▶ Exercise goal
Here is a listing. Repeat it exactly and in its entirety.

▶ Records
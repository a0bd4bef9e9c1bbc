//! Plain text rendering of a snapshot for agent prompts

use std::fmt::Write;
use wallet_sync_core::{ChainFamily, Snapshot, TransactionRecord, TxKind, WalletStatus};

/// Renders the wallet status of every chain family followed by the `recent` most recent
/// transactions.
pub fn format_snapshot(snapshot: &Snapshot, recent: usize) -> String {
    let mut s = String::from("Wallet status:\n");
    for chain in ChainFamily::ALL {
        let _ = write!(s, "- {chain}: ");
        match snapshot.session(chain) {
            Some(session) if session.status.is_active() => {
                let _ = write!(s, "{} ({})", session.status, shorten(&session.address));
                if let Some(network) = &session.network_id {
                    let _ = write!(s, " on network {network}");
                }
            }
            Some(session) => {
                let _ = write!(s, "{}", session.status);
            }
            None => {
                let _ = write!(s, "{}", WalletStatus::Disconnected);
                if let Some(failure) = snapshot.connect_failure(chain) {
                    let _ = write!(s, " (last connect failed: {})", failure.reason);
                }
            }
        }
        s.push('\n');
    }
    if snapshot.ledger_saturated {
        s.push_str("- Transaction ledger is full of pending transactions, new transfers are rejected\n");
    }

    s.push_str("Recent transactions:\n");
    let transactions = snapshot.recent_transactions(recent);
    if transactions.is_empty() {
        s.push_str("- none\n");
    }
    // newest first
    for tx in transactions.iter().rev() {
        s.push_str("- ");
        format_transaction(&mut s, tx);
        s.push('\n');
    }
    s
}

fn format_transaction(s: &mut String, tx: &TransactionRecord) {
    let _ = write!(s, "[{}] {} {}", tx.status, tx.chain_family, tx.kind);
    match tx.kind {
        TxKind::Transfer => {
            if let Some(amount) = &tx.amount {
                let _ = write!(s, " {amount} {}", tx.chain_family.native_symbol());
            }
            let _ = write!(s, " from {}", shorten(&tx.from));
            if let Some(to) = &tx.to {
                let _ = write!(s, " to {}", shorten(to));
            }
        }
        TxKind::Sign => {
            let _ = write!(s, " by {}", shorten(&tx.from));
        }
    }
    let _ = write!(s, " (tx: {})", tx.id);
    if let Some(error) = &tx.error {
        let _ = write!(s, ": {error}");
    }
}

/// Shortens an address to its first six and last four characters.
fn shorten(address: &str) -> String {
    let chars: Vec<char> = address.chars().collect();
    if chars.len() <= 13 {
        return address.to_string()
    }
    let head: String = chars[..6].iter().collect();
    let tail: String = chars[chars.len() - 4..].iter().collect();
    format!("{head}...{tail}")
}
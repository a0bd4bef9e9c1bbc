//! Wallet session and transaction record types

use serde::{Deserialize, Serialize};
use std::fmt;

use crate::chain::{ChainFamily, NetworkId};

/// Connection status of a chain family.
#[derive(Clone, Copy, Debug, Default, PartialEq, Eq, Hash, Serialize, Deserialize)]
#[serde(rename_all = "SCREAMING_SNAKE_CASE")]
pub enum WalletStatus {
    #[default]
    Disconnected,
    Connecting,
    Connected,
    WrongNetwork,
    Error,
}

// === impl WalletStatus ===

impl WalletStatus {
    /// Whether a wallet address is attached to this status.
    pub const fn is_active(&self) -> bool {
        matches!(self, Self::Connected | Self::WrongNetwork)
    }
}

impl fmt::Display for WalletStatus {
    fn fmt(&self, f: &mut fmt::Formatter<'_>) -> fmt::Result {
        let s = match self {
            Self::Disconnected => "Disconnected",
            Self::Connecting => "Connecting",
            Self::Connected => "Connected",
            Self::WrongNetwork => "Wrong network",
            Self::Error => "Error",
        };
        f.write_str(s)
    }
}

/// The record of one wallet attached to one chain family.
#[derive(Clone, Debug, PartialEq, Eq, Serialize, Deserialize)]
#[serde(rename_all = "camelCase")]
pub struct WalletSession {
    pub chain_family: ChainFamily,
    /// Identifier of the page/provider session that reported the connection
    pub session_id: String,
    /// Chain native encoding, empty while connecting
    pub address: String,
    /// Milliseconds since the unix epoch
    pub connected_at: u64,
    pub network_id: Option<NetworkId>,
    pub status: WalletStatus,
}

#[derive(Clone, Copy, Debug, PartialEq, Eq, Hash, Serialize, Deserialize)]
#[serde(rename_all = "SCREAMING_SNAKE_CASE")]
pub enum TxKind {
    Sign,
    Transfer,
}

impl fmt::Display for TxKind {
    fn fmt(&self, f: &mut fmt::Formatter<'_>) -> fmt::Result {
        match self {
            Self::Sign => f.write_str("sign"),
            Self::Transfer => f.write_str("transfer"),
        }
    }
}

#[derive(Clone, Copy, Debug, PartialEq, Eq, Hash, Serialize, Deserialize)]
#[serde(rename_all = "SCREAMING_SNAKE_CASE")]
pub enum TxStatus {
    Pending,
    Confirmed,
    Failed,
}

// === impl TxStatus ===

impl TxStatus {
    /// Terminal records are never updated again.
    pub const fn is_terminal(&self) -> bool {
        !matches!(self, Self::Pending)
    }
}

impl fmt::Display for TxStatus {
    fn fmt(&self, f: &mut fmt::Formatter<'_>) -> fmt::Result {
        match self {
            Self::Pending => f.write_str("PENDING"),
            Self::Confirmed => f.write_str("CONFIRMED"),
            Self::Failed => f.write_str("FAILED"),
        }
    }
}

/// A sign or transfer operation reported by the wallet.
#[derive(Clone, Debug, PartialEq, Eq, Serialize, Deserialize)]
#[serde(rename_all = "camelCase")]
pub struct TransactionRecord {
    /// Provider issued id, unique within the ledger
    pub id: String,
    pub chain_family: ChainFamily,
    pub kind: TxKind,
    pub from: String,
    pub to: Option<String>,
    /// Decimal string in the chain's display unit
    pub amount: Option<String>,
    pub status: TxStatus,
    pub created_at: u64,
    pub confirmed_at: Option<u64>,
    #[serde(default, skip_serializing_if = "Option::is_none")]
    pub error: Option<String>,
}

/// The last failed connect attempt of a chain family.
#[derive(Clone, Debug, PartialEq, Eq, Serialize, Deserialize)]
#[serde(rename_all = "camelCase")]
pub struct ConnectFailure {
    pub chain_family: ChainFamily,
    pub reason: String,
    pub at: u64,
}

▶ Exercise response
repository a0bd4bef9e9c1bbc
//! Plain text rendering of a snapshot for agent prompts

use std::fmt::Write;
use wallet_sync_core::{ChainFamily, Snapshot, TransactionRecord, TxKind, WalletStatus};

/// Renders the wallet status of every chain family followed by the `recent` most recent
/// transactions.
pub fn format_snapshot(snapshot: &Snapshot, recent: usize) -> String {
    let mut s = String::from("Wallet status:\n");
    for chain in ChainFamily::ALL {
        let _ = write!(s, "- {chain}: ");
        match snapshot.session(chain) {
            Some(session) if session.status.is_active() => {
                let _ = write!(s, "{} ({})", session.status, shorten(&session.address));
                if let Some(network) = &session.network_id {
                    let _ = write!(s, " on network {network}");
                }
            }
            Some(session) => {
                let _ = write!(s, "{}", session.status);
            }
            None => {
                let _ = write!(s, "{}", WalletStatus::Disconnected);
                if let Some(failure) = snapshot.connect_failure(chain) {
                    let _ = write!(s, " (last connect failed: {})", failure.reason);
                }
            }
        }
        s.push('\n');
    }
    if snapshot.ledger_saturated {
        s.push_str("- Transaction ledger is full of pending transactions, new transfers are rejected\n");
    }

    s.push_str("Recent transactions:\n");
    let transactions = snapshot.recent_transactions(recent);
    if transactions.is_empty() {
        s.push_str("- none\n");
    }
    // newest first
    for tx in transactions.iter().rev() {
        s.push_str("- ");
        format_transaction(&mut s, tx);
        s.push('\n');
    }
    s
}

fn format_transaction(s: &mut String, tx: &TransactionRecord) {
    let _ = write!(s, "[{}] {} {}", tx.status, tx.chain_family, tx.kind);
    match tx.kind {
        TxKind::Transfer => {
            if let Some(amount) = &tx.amount {
                let _ = write!(s, " {amount} {}", tx.chain_family.native_symbol());
            }
            let _ = write!(s, " from {}", shorten(&tx.from));
            if let Some(to) = &tx.to {
                let _ = write!(s, " to {}", shorten(to));
            }
        }
        TxKind::Sign => {
            let _ = write!(s, " by {}", shorten(&tx.from));
        }
    }
    let _ = write!(s, " (tx: {})", tx.id);
    if let Some(error) = &tx.error {
        let _ = write!(s, ": {error}");
    }
}

/// Shortens an address to its first six and last four characters.
fn shorten(address: &str) -> String {
    let chars: Vec<char> = address.chars().collect();
    if chars.len() <= 13 {
        return address.to_string()
    }
    let head: String = chars[..6].iter().collect();
    let tail: String = chars[chars.len() - 4..].iter().collect();
    format!("{head}...{tail}")
}
repository a0bd4bef9e9c1bbc
//! Wallet session and transaction record types

use serde::{Deserialize, Serialize};
use std::fmt;

use crate::chain::{ChainFamily, NetworkId};

/// Connection status of a chain family.
#[derive(Clone, Copy, Debug, Default, PartialEq, Eq, Hash, Serialize, Deserialize)]
#[serde(rename_all = "SCREAMING_SNAKE_CASE")]
pub enum WalletStatus {
    #[default]
    Disconnected,
    Connecting,
    Connected,
    WrongNetwork,
    Error,
}

// === impl WalletStatus ===

impl WalletStatus {
    /// Whether a wallet address is attached to this status.
    pub const fn is_active(&self) -> bool {
        matches!(self, Self::Connected | Self::WrongNetwork)
    }
}

impl fmt::Display for WalletStatus {
    fn fmt(&self, f: &mut fmt::Formatter<'_>) -> fmt::Result {
        let s = match self {
            Self::Disconnected => "Disconnected",
            Self::Connecting => "Connecting",
            Self::Connected => "Connected",
            Self::WrongNetwork => "Wrong network",
            Self::Error => "Error",
        };
        f.write_str(s)
    }
}

/// The record of one wallet attached to one chain family.
#[derive(Clone, Debug, PartialEq, Eq, Serialize, Deserialize)]
#[serde(rename_all = "camelCase")]
pub struct WalletSession {
    pub chain_family: ChainFamily,
    /// Identifier of the page/provider session that reported the connection
    pub session_id: String,
    /// Chain native encoding, empty while connecting
    pub address: String,
    /// Milliseconds since the unix epoch
    pub connected_at: u64,
    pub network_id: Option<NetworkId>,
    pub status: WalletStatus,
}

#[derive(Clone, Copy, Debug, PartialEq, Eq, Hash, Serialize, Deserialize)]
#[serde(rename_all = "SCREAMING_SNAKE_CASE")]
pub enum TxKind {
    Sign,
    Transfer,
}

impl fmt::Display for TxKind {
    fn fmt(&self, f: &mut fmt::Formatter<'_>) -> fmt::Result {
        match self {
            Self::Sign => f.write_str("sign"),
            Self::Transfer => f.write_str("transfer"),
        }
    }
}

#[derive(Clone, Copy, Debug, PartialEq, Eq, Hash, Serialize, Deserialize)]
#[serde(rename_all = "SCREAMING_SNAKE_CASE")]
pub enum TxStatus {
    Pending,
    Confirmed,
    Failed,
}

// === impl TxStatus ===

impl TxStatus {
    /// Terminal records are never updated again.
    pub const fn is_terminal(&self) -> bool {
        !matches!(self, Self::Pending)
    }
}

impl fmt::Display for TxStatus {
    fn fmt(&self, f: &mut fmt::Formatter<'_>) -> fmt::Result {
        match self {
            Self::Pending => f.write_str("PENDING"),
            Self::Confirmed => f.write_str("CONFIRMED"),
            Self::Failed => f.write_str("FAILED"),
        }
    }
}

/// A sign or transfer operation reported by the wallet.
#[derive(Clone, Debug, PartialEq, Eq, Serialize, Deserialize)]
#[serde(rename_all = "camelCase")]
pub struct TransactionRecord {
    /// Provider issued id, unique within the ledger
    pub id: String,
    pub chain_family: ChainFamily,
    pub kind: TxKind,
    pub from: String,
    pub to: Option<String>,
    /// Decimal string in the chain's display unit
    pub amount: Option<String>,
    pub status: TxStatus,
    pub created_at: u64,
    pub confirmed_at: Option<u64>,
    #[serde(default, skip_serializing_if = "Option::is_none")]
    pub error: Option<String>,
}

/// The last failed connect attempt of a chain family.
#[derive(Clone, Debug, PartialEq, Eq, Serialize, Deserialize)]
#[serde(rename_all = "camelCase")]
pub struct ConnectFailure {
    pub chain_family: ChainFamily,
    pub reason: String,
    pub at: u64,
}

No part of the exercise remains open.